[Collected data entries]
[Start of Attachment]
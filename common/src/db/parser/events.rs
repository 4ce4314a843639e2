use crate::error::{Result, WarehouseError};
use crate::util::clock::Timestamp;
use std::fs::File;
use std::io::{BufRead, BufReader, Write};
use std::path::Path;

#[derive(Clone, Debug, PartialEq)]
pub struct VisitEvent {
    pub at: Timestamp,
    pub bin_id: String,
    pub weight: f64,
}

pub fn parse<P: AsRef<Path>>(filename: P) -> Result<Vec<VisitEvent>> {
    let file = File::open(filename.as_ref())?;
    parse_reader(BufReader::new(file))
}

pub fn parse_str(text: &str) -> Result<Vec<VisitEvent>> {
    parse_reader(text.as_bytes())
}

fn parse_reader<R: BufRead>(reader: R) -> Result<Vec<VisitEvent>> {
    let mut events = Vec::new();
    for (i, line) in reader.lines().enumerate() {
        let line = line?;
        let line = line.trim();
        if line.is_empty() || line.starts_with('#') {
            continue;
        }
        let parts: Vec<&str> = line.split_whitespace().collect();
        if parts.len() < 2 || parts.len() > 3 {
            return Err(WarehouseError::InvalidInput(format!(
                "events line {}: expected '<timestamp_ms> <binId> [weight]'",
                i + 1
            )));
        }
        let at = parts[0].parse::<u64>().map_err(|_| {
            WarehouseError::InvalidInput(format!(
                "events line {}: invalid timestamp '{}'",
                i + 1,
                parts[0]
            ))
        })?;
        let weight = match parts.get(2) {
            Some(w) => w.parse::<f64>().map_err(|_| {
                WarehouseError::InvalidInput(format!("events line {}: invalid weight '{}'", i + 1, w))
            })?,
            None => 1.0,
        };
        events.push(VisitEvent {
            at: Timestamp(at),
            bin_id: parts[1].to_string(),
            weight,
        });
    }
    Ok(events)
}

pub fn write<P: AsRef<Path>>(events: &[VisitEvent], filename: P) -> std::io::Result<()> {
    let mut file = File::create(filename)?;
    writeln!(file, "# timestamp_ms bin_id weight")?;
    for e in events {
        writeln!(file, "{} {} {}", e.at.millis(), e.bin_id, e.weight)?;
    }
    Ok(())
}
[End of Attachment]
◆ **EXERCISE PROMPT**: Copy each line of the entries that includes the word "VisitEvent".

◆ **YOUR RESPONSE**:
pub struct VisitEvent {
pub fn parse<P: AsRef<Path>>(filename: P) -> Result<Vec<VisitEvent>> {
pub fn parse_str(text: &str) -> Result<Vec<VisitEvent>> {
fn parse_reader<R: BufRead>(reader: R) -> Result<Vec<VisitEvent>> {
        events.push(VisitEvent {
pub fn write<P: AsRef<Path>>(events: &[VisitEvent], filename: P) -> std::io::Result<()> {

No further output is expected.